In his dual roles as Investigator and Director of Research of the Lunenfeld-Tanenbaum Research Institute, Dr. Jim Woodgett applies his visionary approach to research into the manipulation of cell processes to treat certain cancers, diabetes and neurodegenerative conditions, and to ensuring that discoveries made by the world-renowned Institute are applied to patient care.

Dr. Woodgett is interested in the causes and treatment of breast cancer, colorectal cancer, diabetes, Alzheimer Disease and bipolar disorder. What links this apparently broad range of diseases is their common basis in disruption of the lines of communication within the cells, or the signalling pathways. By studying the ways in which components of these pathways are mutated and transformed by disease, Dr. Woodgett can identify new and more effective therapeutic targets. Study of the WNT pathway, which contains a number of genes which account for about 90% of human colon cancer, is a particular area of interest.

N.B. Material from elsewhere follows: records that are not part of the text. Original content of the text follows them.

use std::collections::{HashMap, HashSet};
use std::fmt;

use crate::grammar::{Grammar, EPSILON_DISPLAY};

/// Upper bound on terminal segmentations generated per input. The bound is
/// a heuristic, not a correctness guarantee: grammars with heavily
/// overlapping terminal prefixes may exhaust it before a valid segmentation
/// is found.
pub const MAX_SEGMENTATION_VARIANTS: usize = 256;

#[derive(Debug, Clone, PartialEq, Eq)]
pub enum ParseSyntaxError {
    EmptyInput,
    NoDerivation,
}

impl fmt::Display for ParseSyntaxError {
    fn fmt(&self, f: &mut fmt::Formatter<'_>) -> fmt::Result {
        match self {
            Self::EmptyInput => write!(f, "empty input string for parse tree construction"),
            Self::NoDerivation => {
                write!(f, "could not build a parse tree for the input string")
            }
        }
    }
}

impl std::error::Error for ParseSyntaxError {}

/// A child of a parse node: either a subtree or a raw leaf marker (used
/// for the explicit ε marker under an epsilon expansion).
#[derive(Debug, Clone, PartialEq, Eq)]
pub enum ParseChild {
    Node(ParseNode),
    Marker(String),
}

/// A parse-tree node: a symbol label and its ordered children. Terminal
/// matches are childless nodes.
#[derive(Debug, Clone, PartialEq, Eq)]
pub struct ParseNode {
    symbol: String,
    children: Vec<ParseChild>,
}

impl ParseNode {
    pub fn new(symbol: impl Into<String>, children: Vec<ParseChild>) -> Self {
        ParseNode {
            symbol: symbol.into(),
            children,
        }
    }

    pub fn leaf(symbol: impl Into<String>) -> Self {
        ParseNode::new(symbol, Vec::new())
    }

    pub fn symbol(&self) -> &str {
        &self.symbol
    }

    pub fn children(&self) -> &[ParseChild] {
        &self.children
    }

    // One line per node, two-space indents, markers on their own line.
    fn pretty(&self, indent: usize) -> Vec<String> {
        let prefix = "  ".repeat(indent);
        let mut lines = vec![format!("{prefix}{}", self.symbol)];
        for child in &self.children {
            match child {
                ParseChild::Node(node) => lines.extend(node.pretty(indent + 1)),
                ParseChild::Marker(marker) => lines.push(format!("{prefix}  {marker}")),
            }
        }
        lines
    }
}

/// Renders a parse tree as indented text.
pub fn format_parse_tree(node: &ParseNode) -> String {
    node.pretty(0).join("\n")
}

/// Builds a parse tree for `input_text` under `grammar`.
///
/// The input is first turned into candidate token sequences (space split,
/// terminal segmentation, character and whole-string fallbacks); candidates
/// are then tried in order and the first complete derivation wins. The
/// derivation search is memoized and bounded by a step budget, so
/// left-recursive or cyclic grammars terminate.
pub fn parse_string(grammar: &Grammar, input_text: &str) -> Result<ParseNode, ParseSyntaxError> {
    let variants = tokenization_variants(input_text, grammar);
    if variants.is_empty() {
        return Err(ParseSyntaxError::EmptyInput);
    }

    for tokens in &variants {
        let max_steps = std::cmp::max(80, tokens.len() * 20);
        // Memo table scoped to this candidate sequence, discarded after.
        let mut memo: HashMap<MemoKey, Vec<(ParseNode, usize)>> = HashMap::new();
        let derivations =
            derive_symbol(grammar, tokens, grammar.start_symbol(), 0, max_steps, &mut memo);
        for (node, end) in derivations {
            if end == tokens.len() {
                return Ok(node);
            }
        }
    }

    Err(ParseSyntaxError::NoDerivation)
}

// Ordered, deduplicated candidate token sequences for the input.
fn tokenization_variants(text: &str, grammar: &Grammar) -> Vec<Vec<String>> {
    let raw = text.trim();
    if raw.is_empty() {
        return Vec::new();
    }

    let mut variants: Vec<Vec<String>> = Vec::new();

    if raw.contains(char::is_whitespace) {
        let spaced: Vec<String> = raw.split_whitespace().map(str::to_string).collect();
        let compact: String = spaced.concat();
        variants.push(spaced);
        variants.extend(segment_with_terminals(&compact, grammar));
        variants.push(compact.chars().map(|c| c.to_string()).collect());
        variants.push(vec![compact]);
    } else {
        variants.extend(segment_with_terminals(raw, grammar));
        variants.push(raw.chars().map(|c| c.to_string()).collect());
        variants.push(vec![raw.to_string()]);
    }

    // Deduplicate, keeping first occurrence so the priority order holds.
    let mut seen: HashSet<Vec<String>> = HashSet::new();
    variants.retain(|variant| seen.insert(variant.clone()));
    variants
}

// All segmentations of `text` into grammar terminals, longest-first at
// every position, capped at MAX_SEGMENTATION_VARIANTS per position.
fn segment_with_terminals(text: &str, grammar: &Grammar) -> Vec<Vec<String>> {
    if text.is_empty() {
        return vec![Vec::new()];
    }
    let mut terminals: Vec<&str> = grammar
        .terminals()
        .iter()
        .map(String::as_str)
        .filter(|t| !t.is_empty())
        .collect();
    terminals.sort_by(|a, b| b.len().cmp(&a.len()).then(a.cmp(b)));

    let mut memo: HashMap<usize, Vec<Vec<String>>> = HashMap::new();
    segment_from(text, 0, &terminals, &mut memo)
}

fn segment_from(
    text: &str,
    pos: usize,
    terminals: &[&str],
    memo: &mut HashMap<usize, Vec<Vec<String>>>,
) -> Vec<Vec<String>> {
    if pos == text.len() {
        return vec![Vec::new()];
    }
    if let Some(hit) = memo.get(&pos) {
        return hit.clone();
    }

    let mut segmentations: Vec<Vec<String>> = Vec::new();
    'terminals: for terminal in terminals {
        if !text[pos..].starts_with(terminal) {
            continue;
        }
        for suffix in segment_from(text, pos + terminal.len(), terminals, memo) {
            let mut segmentation = Vec::with_capacity(suffix.len() + 1);
            segmentation.push(terminal.to_string());
            segmentation.extend(suffix);
            segmentations.push(segmentation);
            if segmentations.len() >= MAX_SEGMENTATION_VARIANTS {
                break 'terminals;
            }
        }
    }

    memo.insert(pos, segmentations.clone());
    segmentations
}

type MemoKey = (String, usize, usize);

// Memoized recursive derivation of one grammar symbol at `position`.
// Returns every (subtree, next position) pair reachable within the budget.
// The budget decrements once per nonterminal-expansion recursion level;
// an exhausted branch yields nothing.
fn derive_symbol(
    grammar: &Grammar,
    tokens: &[String],
    symbol: &str,
    position: usize,
    steps_left: usize,
    memo: &mut HashMap<MemoKey, Vec<(ParseNode, usize)>>,
) -> Vec<(ParseNode, usize)> {
    if steps_left == 0 {
        return Vec::new();
    }
    let key = (symbol.to_string(), position, steps_left);
    if let Some(hit) = memo.get(&key) {
        return hit.clone();
    }

    let mut results: Vec<(ParseNode, usize)> = Vec::new();

    if grammar.is_nonterminal(symbol) {
        for rhs in grammar.alternatives_for(symbol).unwrap_or(&[]) {
            if rhs.is_empty() {
                let epsilon_child = ParseChild::Marker(EPSILON_DISPLAY.to_string());
                results.push((ParseNode::new(symbol, vec![epsilon_child]), position));
                continue;
            }
            // Left-to-right fold over the alternative, carrying every
            // (partial node, position) pair: full backtracking over the
            // ways earlier symbols' spans could end.
            let mut partials: Vec<(ParseNode, usize)> = vec![(ParseNode::leaf(symbol), position)];
            for part in rhs {
                let mut extended: Vec<(ParseNode, usize)> = Vec::new();
                for (node, pos) in &partials {
                    for (child, next_pos) in
                        derive_symbol(grammar, tokens, part, *pos, steps_left - 1, memo)
                    {
                        let mut grown = node.clone();
                        grown.children.push(ParseChild::Node(child));
                        extended.push((grown, next_pos));
                    }
                }
                partials = extended;
            }
            results.extend(partials);
        }
    } else if position < tokens.len() && tokens[position] == *symbol {
        results.push((ParseNode::leaf(symbol), position + 1));
    }

    memo.insert(key, results.clone());
    results
}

Wnt signalling depends on a number of proteins that play essential roles in other signalling pathways raising the question of signal selectivity. The laboratory is using proteomics and proximity assays in cells to understand how signalling systems are effectively insulated from each other, wth implications for enhanced drug targeting specificity.





At a Glance

  • Director of Research for the Lunenfeld-Tanenbaum; also holds the Koffler Directorship for the Lunenfeld-Tanenbaum Research Institute
  • Researches the manipulation of cell processes to treat certain cancers, diabetes and neurodegenerative conditions
  • Focuses on regulatory proteins called kinases -- the master switches in cells that control responses to the environment
  • Harvests adult stem cells — which hold great promise for the treatment and cure of life-threatening illnesses


Major Research Activities

Dr. Woodgett's group is studying the molecular mechanisms by which the Wnt and PI3K pathways are dysregulated in human cancers such as breast and colon cancer. His laboratory is also studying the roles of signaling pathways in type-2 diabetes and stem cell fate determination and has a long-standing interest in genomics applications such as DNA microarrays and protein arrays.